I gasp. Fifty? Gale must sense my horror, and he lets out a dark chuckle. "That's nothing. You haven't been by the square, have you?" I shake my head. He pulls me left, down an alley that leads to the square in front of the Justice building. I consider dragging him straight to my mother, but curiosity gets the better of me and I let him tow me along.

When we get to the Square, I almost wish I hadn't.

It's unrecognisable. What was once a wide, open, empty space is now cluttered with various dark apparatus that give off an aura of pain and death. In the corner nearest us, stocks; in the furthest one next to the Justice building, a gallows awaits us, the noose drifting ominously in the breeze, as if beckoning. I shiver and instinctively press myself closer to Gale.

"Something, isn't it?" He murmurs.

We remain like this for a few more minutes, transfixed by the swaying of the death-rope opposite us. But Gale is bleeding too heavily, now, and the need to get him to my mother has transformed from necessary to urgent. I hurry him to Victor's Village. The walk has never been longer. Gale has never been paler.

"Gale?" My mother is standing on the porch, staring. "I told you to take it easy," she reprimands him, but her tone is soft as she helps him into the kitchen.
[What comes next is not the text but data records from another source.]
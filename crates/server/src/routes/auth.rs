use axum::{
    Json,
    body::Bytes,
    extract::{FromRef, FromRequestParts, State},
    http::{HeaderMap, StatusCode, header, request::Parts},
};
use chrono::Utc;

use tethered_api::service::{parse_role, validate_avatar_url, validate_name};
use tethered_api::{PublicUser, RegisterRequest, RegisterResponse, UpdateProfileRequest};
use tethered_core::UserSummary;
use tethered_store::UserDirectory;

use crate::AppState;
use crate::error::ApiErr;

/// Largest accepted avatar upload.
pub const MAX_AVATAR_BYTES: usize = 5 * 1024 * 1024;

const AVATAR_BUCKET: &str = "avatars";

// ---------------------------------------------------------------------------
// Auth extractor
// ---------------------------------------------------------------------------

/// Authenticated user extracted from the `Authorization: Bearer <api_key>` header.
#[derive(Debug)]
pub struct AuthUser {
    pub user: UserSummary,
}

impl AuthUser {
    pub fn id(&self) -> &str {
        &self.user.id
    }
}

impl<S> FromRequestParts<S> for AuthUser
where
    S: Send + Sync,
    UserDirectory: FromRef<S>,
{
    type Rejection = ApiErr;

    async fn from_request_parts(parts: &mut Parts, state: &S) -> Result<Self, Self::Rejection> {
        let users = UserDirectory::from_ref(state);

        let api_key = parts
            .headers
            .get(header::AUTHORIZATION)
            .and_then(|v| v.to_str().ok())
            .and_then(|v| v.strip_prefix("Bearer "))
            .map(str::trim)
            .filter(|v| !v.is_empty())
            .ok_or_else(|| ApiErr::unauthorized("missing or invalid Authorization header"))?;

        users
            .resolve_api_key(api_key)?
            .map(|user| AuthUser { user })
            .ok_or_else(|| ApiErr::unauthorized("invalid API key"))
    }
}

// ---------------------------------------------------------------------------
// Register
// ---------------------------------------------------------------------------

/// POST /api/register: create a user and return their API key once.
pub async fn register(
    State(state): State<AppState>,
    Json(req): Json<RegisterRequest>,
) -> Result<(StatusCode, Json<RegisterResponse>), ApiErr> {
    let name = validate_name(&req.name)?;
    let role = parse_role(&req.role)?;
    let reg = state.users.register(&name, role, Utc::now())?;
    Ok((
        StatusCode::CREATED,
        Json(RegisterResponse {
            user: PublicUser::from(&reg.user),
            api_key: reg.api_key,
        }),
    ))
}

// ---------------------------------------------------------------------------
// Profile
// ---------------------------------------------------------------------------

/// GET /api/me
pub async fn me(user: AuthUser) -> Json<PublicUser> {
    Json(PublicUser::from(&user.user))
}

/// PATCH /api/me: change name and/or avatar URL. An empty avatar URL clears it.
pub async fn update_me(
    State(state): State<AppState>,
    user: AuthUser,
    Json(req): Json<UpdateProfileRequest>,
) -> Result<Json<PublicUser>, ApiErr> {
    let name = req.name.as_deref().map(validate_name).transpose()?;
    let avatar_url = req
        .avatar_url
        .as_deref()
        .map(validate_avatar_url)
        .transpose()?;
    let updated = state.users.update_profile(
        user.id(),
        name.as_deref(),
        avatar_url.as_ref().map(Option::as_deref),
        Utc::now(),
    )?;
    Ok(Json(PublicUser::from(&updated)))
}

fn avatar_extension(headers: &HeaderMap) -> Option<&'static str> {
    let content_type = headers.get(header::CONTENT_TYPE)?.to_str().ok()?;
    match content_type.split(';').next()?.trim() {
        "image/png" => Some("png"),
        "image/jpeg" => Some("jpg"),
        "image/webp" => Some("webp"),
        _ => None,
    }
}

/// PUT /api/me/avatar: raw image body; stores it and points the profile at it.
pub async fn upload_avatar(
    State(state): State<AppState>,
    user: AuthUser,
    headers: HeaderMap,
    body: Bytes,
) -> Result<Json<PublicUser>, ApiErr> {
    let ext = avatar_extension(&headers)
        .ok_or_else(|| ApiErr::bad_request("avatar must be image/png, image/jpeg or image/webp"))?;
    if body.is_empty() {
        return Err(ApiErr::bad_request("empty avatar body"));
    }
    if body.len() > MAX_AVATAR_BYTES {
        return Err(ApiErr::bad_request("avatar too large"));
    }

    let path = format!("{}/avatar.{ext}", user.id());
    let url = state
        .blobs
        .upload(AVATAR_BUCKET, &path, &body)
        .map_err(ApiErr::from_db("store avatar"))?;

    // Replacing a different format leaves the old file behind otherwise.
    let prefix = format!("{}/blobs/{AVATAR_BUCKET}/", state.config.base_url);
    if let Some(old_path) = user
        .user
        .avatar_url
        .as_deref()
        .and_then(|old| old.strip_prefix(&prefix))
        .filter(|old| *old != path)
    {
        if let Err(e) = state.blobs.delete(AVATAR_BUCKET, old_path) {
            tracing::warn!("removing old avatar {old_path}: {e}");
        }
    }

    let updated = state
        .users
        .update_profile(user.id(), None, Some(Some(&url)), Utc::now())?;
    Ok(Json(PublicUser::from(&updated)))
}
At once, it is a flurry of activity as the table is swept bare and Gale is helped onto it. My mother and Prim transform. I am transfixed by their sudden steely resolve, their pure knowledge. I watch as Gale's shirt is torn away from his mangled flesh. Watch as they apply various salves and medicines. Gale is whey faced as he grits his teeth through the worst of the pain. In the end, it's me who begs them to give him a painkiller.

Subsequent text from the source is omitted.